Die Datenschutzreform wird missbraucht – oder: Der Mythos Zweckbindung

In den letzten Tagen wurde in der Öffentlichkeit über einer Verwässerung des geplanten Datenschutzrechts und entsprechend negativ zu bewertende Änderungsvorschlage im Rat der Europäischen Union berichtet. Das schlimmste „Änderungswasser“ fließe vor allem aus deutschen Quelle.

Der Kollege Thomas Stadler hat nun bereits zweimal zu der derzeitigen Diskussion und meines Erachtens absolut verzerrenden Berichterstattung rund um die Verhandlungen zur Datenschutz-Grundverordnung geblogged und seine (meines Erachtens zu begrüßende) Kritik dargelegt: einmal hier und einmal dort . Ich selbst habe auf einen bisher im Prinzip gar nicht angesprochenen, aber für die Praxis immens wichtigen Änderungsantrag hingewiesen und wollte eigentlich nichts zu der allgemeinen Diskussion „gute Nation/böse Nation“ im Rat der Europäischen Union schreiben.
Jetzt möchte ich aber doch etwas inhaltliches(!) zu der Diskussion um die angebliche Abschaffung des Zweckbindungsgrundsatzes durch die Änderungsanträge im Rat schreiben. Mir geht es dabei gar nicht um die Diskussion, ob man den Zweckbindungsgrundsatz stärken oder abschwächen oder gar abschaffen möchte. Darüber kann und sollte man auf jeden Fall diskutieren. Mir geht es hierbei um eine schlicht falsche Darstellung der Zusammenhänge, vor allem mit Blick auf die aktuell geltende Rechtslage. Denn ich finde eine ausgewogene Berichterstattung, die den Anspruch hat, die Leser vollumfänglich zu informieren, darf bzw. sollte nicht tendenziös erfolgen. Also, nun mein kurzer Beitrag zu diesem fast schon als „Missbrauch“ zu bezeichnende tendenziös negative Berichtserstattung zur Datenschutzgrundverordnung und der Rolle Deutschlands.

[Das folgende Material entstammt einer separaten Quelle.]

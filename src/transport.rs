//! HTTP seam between the console and the device.
//!
//! `HttpTransport` talks to a real device with a blocking reqwest client.
//! `MemoryTransport` answers from canned responses so the workflow can run
//! without a device.

use std::cell::RefCell;
use std::collections::HashMap;
use std::fmt;

use anyhow::Result;
use reqwest::blocking::Client;
use reqwest::header::CONTENT_TYPE;
use reqwest::Url;
use thiserror::Error;

use crate::config::ConsoleConfig;

#[derive(Debug, Clone, Copy, PartialEq, Eq, Hash)]
pub enum Method {
    Get,
    Post,
}

impl fmt::Display for Method {
    fn fmt(&self, f: &mut fmt::Formatter<'_>) -> fmt::Result {
        match self {
            Method::Get => write!(f, "GET"),
            Method::Post => write!(f, "POST"),
        }
    }
}

#[derive(Debug, Clone, PartialEq, Eq, Error)]
pub enum TransportError {
    #[error("invalid request URL: {0}")]
    Url(String),

    /// Connection, timeout or body read failure, with reqwest's description
    #[error("{0}")]
    Request(String),
}

/// Status, reason phrase and body of a device reply
#[derive(Debug, Clone, PartialEq, Eq)]
pub struct HttpResponse {
    pub status: u16,
    pub reason: Option<String>,
    pub body: Vec<u8>,
}

impl HttpResponse {
    pub fn new(status: u16, body: impl Into<Vec<u8>>) -> Self {
        Self {
            status,
            reason: None,
            body: body.into(),
        }
    }

    pub fn with_reason(mut self, reason: impl Into<String>) -> Self {
        self.reason = Some(reason.into());
        self
    }

    pub fn is_success(&self) -> bool {
        (200..300).contains(&self.status)
    }
}

/// Minimal request surface the clients need from an HTTP stack.
/// Paths are resolved against the device base URL by the implementation.
pub trait DeviceTransport {
    fn get(&self, path: &str) -> Result<HttpResponse, TransportError>;

    /// Send `body` as-is (no multipart envelope)
    fn post(&self, path: &str, body: Vec<u8>) -> Result<HttpResponse, TransportError>;
}

pub struct HttpTransport {
    base: Url,
    status_client: Client,
    upload_client: Client,
}

impl HttpTransport {
    pub fn new(config: &ConsoleConfig) -> Result<Self> {
        let base = config.base_url()?;

        // Status polls are short; firmware uploads get their own, longer budget
        let status_client = Client::builder().timeout(config.status_timeout()).build()?;
        let upload_client = Client::builder().timeout(config.upload_timeout()).build()?;

        log::debug!("HTTP transport for {}", base);
        Ok(Self {
            base,
            status_client,
            upload_client,
        })
    }

    pub fn base_url(&self) -> &Url {
        &self.base
    }

    fn resolve(&self, path: &str) -> Result<Url, TransportError> {
        self.base
            .join(path)
            .map_err(|e| TransportError::Url(format!("{}: {}", path, e)))
    }

    fn read_response(response: reqwest::blocking::Response) -> Result<HttpResponse, TransportError> {
        let status = response.status();
        let body = response
            .bytes()
            .map_err(|e| TransportError::Request(e.to_string()))?;
        Ok(HttpResponse {
            status: status.as_u16(),
            reason: status.canonical_reason().map(str::to_string),
            body: body.to_vec(),
        })
    }
}

impl DeviceTransport for HttpTransport {
    fn get(&self, path: &str) -> Result<HttpResponse, TransportError> {
        let url = self.resolve(path)?;
        log::debug!("GET {}", url);
        let response = self
            .status_client
            .get(url)
            .send()
            .map_err(|e| TransportError::Request(e.to_string()))?;
        Self::read_response(response)
    }

    fn post(&self, path: &str, body: Vec<u8>) -> Result<HttpResponse, TransportError> {
        let url = self.resolve(path)?;
        log::debug!("POST {} ({} bytes)", url, body.len());
        let response = self
            .upload_client
            .post(url)
            .header(CONTENT_TYPE, "application/octet-stream")
            .body(body)
            .send()
            .map_err(|e| TransportError::Request(e.to_string()))?;
        Self::read_response(response)
    }
}

/// A request seen by `MemoryTransport`
#[derive(Debug, Clone, PartialEq, Eq)]
pub struct RecordedRequest {
    pub method: Method,
    pub path: String,
    pub body: Vec<u8>,
}

/// Canned-response transport. Unrouted requests fail like an unreachable host.
#[derive(Debug, Default)]
pub struct MemoryTransport {
    routes: HashMap<(Method, String), Result<HttpResponse, TransportError>>,
    requests: RefCell<Vec<RecordedRequest>>,
}

impl MemoryTransport {
    pub fn new() -> Self {
        Self::default()
    }

    pub fn route(mut self, method: Method, path: &str, response: HttpResponse) -> Self {
        self.routes.insert((method, path.to_string()), Ok(response));
        self
    }

    pub fn fail(mut self, method: Method, path: &str, error: TransportError) -> Self {
        self.routes.insert((method, path.to_string()), Err(error));
        self
    }

    pub fn requests(&self) -> Vec<RecordedRequest> {
        self.requests.borrow().clone()
    }

    pub fn request_count(&self) -> usize {
        self.requests.borrow().len()
    }

    fn dispatch(&self, method: Method, path: &str, body: Vec<u8>) -> Result<HttpResponse, TransportError> {
        self.requests.borrow_mut().push(RecordedRequest {
            method,
            path: path.to_string(),
            body,
        });
        self.routes
            .get(&(method, path.to_string()))
            .cloned()
            .unwrap_or_else(|| {
                Err(TransportError::Request(format!(
                    "connection refused ({} {})",
                    method, path
                )))
            })
    }
}

impl DeviceTransport for MemoryTransport {
    fn get(&self, path: &str) -> Result<HttpResponse, TransportError> {
        self.dispatch(Method::Get, path, Vec::new())
    }

    fn post(&self, path: &str, body: Vec<u8>) -> Result<HttpResponse, TransportError> {
        self.dispatch(Method::Post, path, body)
    }
}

Kennt die EU-Grundrechtecharta (PDF) den Zweckbindungsgrundsatz?

Ja. In Art. 8 Abs. 2 heißt es: „Diese Daten dürfen nur nach Treu und Glauben für festgelegte Zwecke und mit Einwilligung der betroffenen Person oder auf einer sonstigen gesetzlich geregelten legitimen Grundlage verarbeitet werden.“ (Hervorhebung durch mich)
Aber: hier wird eine Zweckänderung ja gerade nicht ausgeschlossen. Auch die Weiterverarbeitung erfolgt ja zu irgendeinem bestimmten Zweck. Klar, dieser ist dann ein anderer als jener der der Erhebung der Daten zugrunde lag. Aber er ist dennoch „festgelegt“. Damit ist Art. 8 Abs. 2 Genüge getan.

Kennt die aktuell geltende Datenschutz-Richtlinie das Verbot einer zweckändernden Verarbeitung?

Nein. Art. 6 Abs. 1 b) legt fest, dass personenbezogene Daten für festgelegte eindeutige und rechtmäßige Zwecke erhoben und nicht in einer mit diesen Zweckbestimmungen nicht zu vereinbarenden Weise weiterverarbeitet werden dürfen.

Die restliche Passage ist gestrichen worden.